La libertad es un bien tan preciado como dificil de encontrar encarnado en la vida de las personas. Por muchas razones. Una, y quizás la más relevante: que la libertad tiene un precio, a veces demasiado caro, que se prefiere evitar por las consecuencias que pued acarrear. Es más cómodo, y también más alienante, someterse, amilanarse, renunciar a la propia personalidad y a las idas que se puedan tener, que vivir bajo esa máxima tan atractiva de tanta libertad como sea posible y tanta intervención como sea imprescindible.
Sin embargo, siempre es mejor un ejercicio éticamente erróneo de la libertad que su progresiva desaparición a manos de estos nuevos invasores que sutilmente la van desnaturalizando hasta, finalmente, reducirla a las estrechas paredes de la intimidad personal. Es decir, obervamos una sinuosa tendencia a confinar la libertad a la interioridad de las personas, cancelando su dimensión externa por la sencilla “razón” de que del mundo exterior ya se encarga esa cúpula que decide unilateralmente lo que es bueno y lo malo, lo que es correcto e incorrecto.
A veces, las decisiones relevantes se remiten a niveles abstractos y se ciega la fuente última de la producción de sentido vital, de manera que, la propia distinción entre lo éticamente acertado y lo éticamente erróneo -entre lo humano y lo no humano- se esfuma. Es decir, se impide el riesgo de la espontaneidad cívica, controlándola desde todos cuantos aspectos sea posible.
En este ambiente, se desconfía de la capacidad y facultades de la gente para descubrir y adherirse, en su caso, a la verdad. ¿Cómo van a llegar a la verdad esas pobres criaturas sin educación ni formación?, se escucha en las profundidades de ese tecnosistema que jamás permite que se hable en su presencia de educación y sentido crítico de la vida.

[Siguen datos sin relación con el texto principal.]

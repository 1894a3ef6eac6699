//! Immutable run configuration, read once at process start from a flat
//! name→value map (the environment in production, a literal map in tests).

use crate::creds::Credentials;
use std::collections::BTreeMap;
use std::time::Duration;
use thiserror::Error;

pub const DEFAULT_LOGIN_URL: &str = "https://x.com/i/flow/login";
pub const DEFAULT_COMPOSE_URL: &str = "https://x.com/compose/tweet";

#[derive(Debug, Error)]
pub enum ConfigError {
    #[error("missing required configuration: {}", .0.join(", "))]
    Missing(Vec<String>),

    #[error("invalid value for {key}: {reason}")]
    Invalid { key: String, reason: String },
}

pub type ConfigMap = BTreeMap<String, String>;

/// Snapshot the process environment into a config map.
pub fn env_map() -> ConfigMap {
    std::env::vars().collect()
}

#[derive(Debug, Clone)]
pub struct RunConfig {
    pub text: String,
    pub date: Option<String>,
    pub time: Option<String>,
    pub image: String,
    pub webhook_url: String,
    pub login_email: Option<String>,
    pub login_username: Option<String>,
    pub login_password: Option<String>,
    pub sheet_csv_url: Option<String>,
    pub login_url: String,
    pub compose_url: String,
    pub step_budget: Duration,
    pub step_poll: Duration,
}

impl RunConfig {
    pub fn from_env() -> Result<Self, ConfigError> {
        Self::from_map(&env_map())
    }

    /// Build and validate the configuration. Missing required keys are
    /// reported together, by name.
    pub fn from_map(map: &ConfigMap) -> Result<Self, ConfigError> {
        let get = |key: &str| {
            map.get(key)
                .map(|v| v.trim())
                .filter(|v| !v.is_empty())
                .map(str::to_string)
        };

        let (text, image, webhook_url) =
            match (get("TEXT"), get("IMAGE"), get("WEBHOOK_URL")) {
                (Some(text), Some(image), Some(webhook_url)) => (text, image, webhook_url),
                (text, image, webhook_url) => {
                    let missing = [
                        ("TEXT", text),
                        ("IMAGE", image),
                        ("WEBHOOK_URL", webhook_url),
                    ]
                    .into_iter()
                    .filter(|(_, value)| value.is_none())
                    .map(|(key, _)| key.to_string())
                    .collect();
                    return Err(ConfigError::Missing(missing));
                }
            };

        validate_url("WEBHOOK_URL", &webhook_url)?;

        let sheet_csv_url = get("SHEET_CSV_URL");
        if let Some(url) = &sheet_csv_url {
            validate_url("SHEET_CSV_URL", url)?;
        }

        let step_budget = parse_secs(map, "STEP_BUDGET_SECS")?.unwrap_or(crate::step::DEFAULT_BUDGET);
        let step_poll =
            parse_millis(map, "STEP_POLL_MILLIS")?.unwrap_or(crate::step::DEFAULT_POLL);

        Ok(Self {
            text,
            date: get("DATE"),
            time: get("TIME"),
            image,
            webhook_url,
            login_email: get("LOGIN_EMAIL"),
            login_username: get("LOGIN_USERNAME"),
            login_password: get("LOGIN_PASSWORD"),
            sheet_csv_url,
            login_url: get("LOGIN_URL").unwrap_or_else(|| DEFAULT_LOGIN_URL.to_string()),
            compose_url: get("COMPOSE_URL").unwrap_or_else(|| DEFAULT_COMPOSE_URL.to_string()),
            step_budget,
            step_poll,
        })
    }

    /// Post body: the text, optionally prefixed by a `DATE TIME` line.
    pub fn compose_body(&self) -> String {
        let prefix = match (&self.date, &self.time) {
            (Some(date), Some(time)) => Some(format!("{} {}", date, time)),
            (Some(date), None) => Some(date.clone()),
            (None, Some(time)) => Some(time.clone()),
            (None, None) => None,
        };
        match prefix {
            Some(prefix) => format!("{}\n{}", prefix, self.text),
            None => self.text.clone(),
        }
    }
}

/// The external input to one run: what to post and as whom. Built once
/// after credential resolution, never mutated.
#[derive(Debug, Clone)]
pub struct PostRequest {
    pub body: String,
    pub image: String,
    pub credentials: Credentials,
}

impl PostRequest {
    pub fn new(config: &RunConfig, credentials: Credentials) -> Self {
        Self {
            body: config.compose_body(),
            image: config.image.clone(),
            credentials,
        }
    }
}

fn validate_url(key: &str, value: &str) -> Result<(), ConfigError> {
    url::Url::parse(value).map(|_| ()).map_err(|e| ConfigError::Invalid {
        key: key.to_string(),
        reason: e.to_string(),
    })
}

fn parse_secs(map: &ConfigMap, key: &str) -> Result<Option<Duration>, ConfigError> {
    parse_u64(map, key).map(|v| v.map(Duration::from_secs))
}

fn parse_millis(map: &ConfigMap, key: &str) -> Result<Option<Duration>, ConfigError> {
    parse_u64(map, key).map(|v| v.map(Duration::from_millis))
}

fn parse_u64(map: &ConfigMap, key: &str) -> Result<Option<u64>, ConfigError> {
    match map.get(key).map(|v| v.trim()).filter(|v| !v.is_empty()) {
        None => Ok(None),
        Some(raw) => raw.parse().map(Some).map_err(|_| ConfigError::Invalid {
            key: key.to_string(),
            reason: format!("expected an integer, got `{}`", raw),
        }),
    }
}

En este contexto, no se puede tolerar la competencia moral de los ciudadanos porque en el fondo se considera que el curso de su racionalidad práctica es defectuoso. Se llega incluso a justificar la intervención en nombre de los ciudadanos, en que éstos tienen su racionalidad enferma a causa de “limitaciones” étnicas o religiosas, a causa de intereses egoístas o de emociones aceptables pero no universalizables. Incluso, es el colmo, se argumenta la no necesidad de los referéndums en la necesidad de que las decisiones técnicas las adopten nuestros representantes porque se nos declara no aptos, es curioso, para dar nuestra opinión sobre asuntos de interés general, porque para eso están los expertos de la cosa pública.

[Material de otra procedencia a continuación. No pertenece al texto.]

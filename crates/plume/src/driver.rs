//! chromedriver process management for the default local setup.

use std::process::{Child, Command, Stdio};
use std::time::Duration;
use tokio::time::sleep;
use tracing::{info, warn};

/// Standard chromedriver port.
pub const DEFAULT_DRIVER_PORT: u16 = 9515;

/// Common paths where chromedriver might be installed.
const CHROMEDRIVER_PATHS: &[&str] = &[
    "/usr/bin/chromedriver",
    "/usr/local/bin/chromedriver",
    "/opt/homebrew/bin/chromedriver",
    "/snap/bin/chromium.chromedriver",
];

pub fn default_driver_url(port: u16) -> String {
    format!("http://127.0.0.1:{}", port)
}

/// Find the chromedriver binary on the system.
pub fn find_chromedriver_binary() -> Option<String> {
    // First check PATH
    if let Ok(output) = Command::new("which").arg("chromedriver").output()
        && output.status.success()
        && let Ok(path) = String::from_utf8(output.stdout)
    {
        let path = path.trim();
        if !path.is_empty() {
            return Some(path.to_string());
        }
    }

    // Check common paths
    for path in CHROMEDRIVER_PATHS {
        if std::path::Path::new(path).exists() {
            return Some(path.to_string());
        }
    }

    None
}

/// Handle to a running chromedriver process.
pub struct DriverProcess {
    child: Child,
    port: u16,
}

impl DriverProcess {
    /// WebDriver URL for this instance.
    pub fn webdriver_url(&self) -> String {
        default_driver_url(self.port)
    }
}

impl Drop for DriverProcess {
    fn drop(&mut self) {
        info!("Shutting down chromedriver process...");
        let _ = self.child.kill();
        let _ = self.child.wait();
    }
}

/// Launch chromedriver and wait until it answers its status endpoint.
pub async fn launch_chromedriver(port: u16) -> Result<DriverProcess, String> {
    let path = find_chromedriver_binary().ok_or_else(|| {
        "chromedriver not found. Install it or pass --webdriver-url for an external server."
            .to_string()
    })?;

    info!("Launching chromedriver from: {}", path);
    let child = Command::new(&path)
        .arg(format!("--port={}", port))
        .stdout(Stdio::null())
        .stderr(Stdio::null())
        .spawn()
        .map_err(|e| format!("Failed to launch chromedriver: {}", e))?;

    info!("chromedriver launched with PID: {}", child.id());

    let status_url = format!("{}/status", default_driver_url(port));
    let client = reqwest::Client::new();

    for attempt in 1..=30 {
        sleep(Duration::from_millis(200)).await;

        match client.get(&status_url).send().await {
            Ok(resp) if resp.status().is_success() => {
                info!("chromedriver ready after {} attempts", attempt);
                return Ok(DriverProcess { child, port });
            }
            Ok(_) => {
                warn!("chromedriver responded but not ready yet (attempt {})", attempt);
            }
            Err(_) => {
                if attempt % 5 == 0 {
                    info!("Waiting for chromedriver... (attempt {})", attempt);
                }
            }
        }
    }

    let mut child = child;
    let _ = child.kill();
    let _ = child.wait();
    Err("chromedriver did not become ready within timeout".to_string())
}

#[cfg(test)]
mod tests {
    use super::*;

    #[test]
    fn test_default_url() {
        assert_eq!(default_driver_url(9515), "http://127.0.0.1:9515");
    }

    #[test]
    fn test_find_binary() {
        // Just verifies the lookup doesn't panic; availability depends on
        // the system.
        let _ = find_chromedriver_binary();
    }
}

Por eso, no es baladí insistir en la necesidad de la vitalidad real que se esconde en la libertad concertada de los ciudadanos. Quizás en los próximos tiempos se tenga mayor autoconciencia de esta venturosa realidad que, como señaló hace mucho tiempo Burke, constituye el fundamento del poder en las democracias. Hoy, desde luego, bajo la apelación a la democracia de los ciudadanos encontramos la imposición de las minorias, la promoción de la de la fractura social, y, desde luego, mucho pensamiento único, mucho.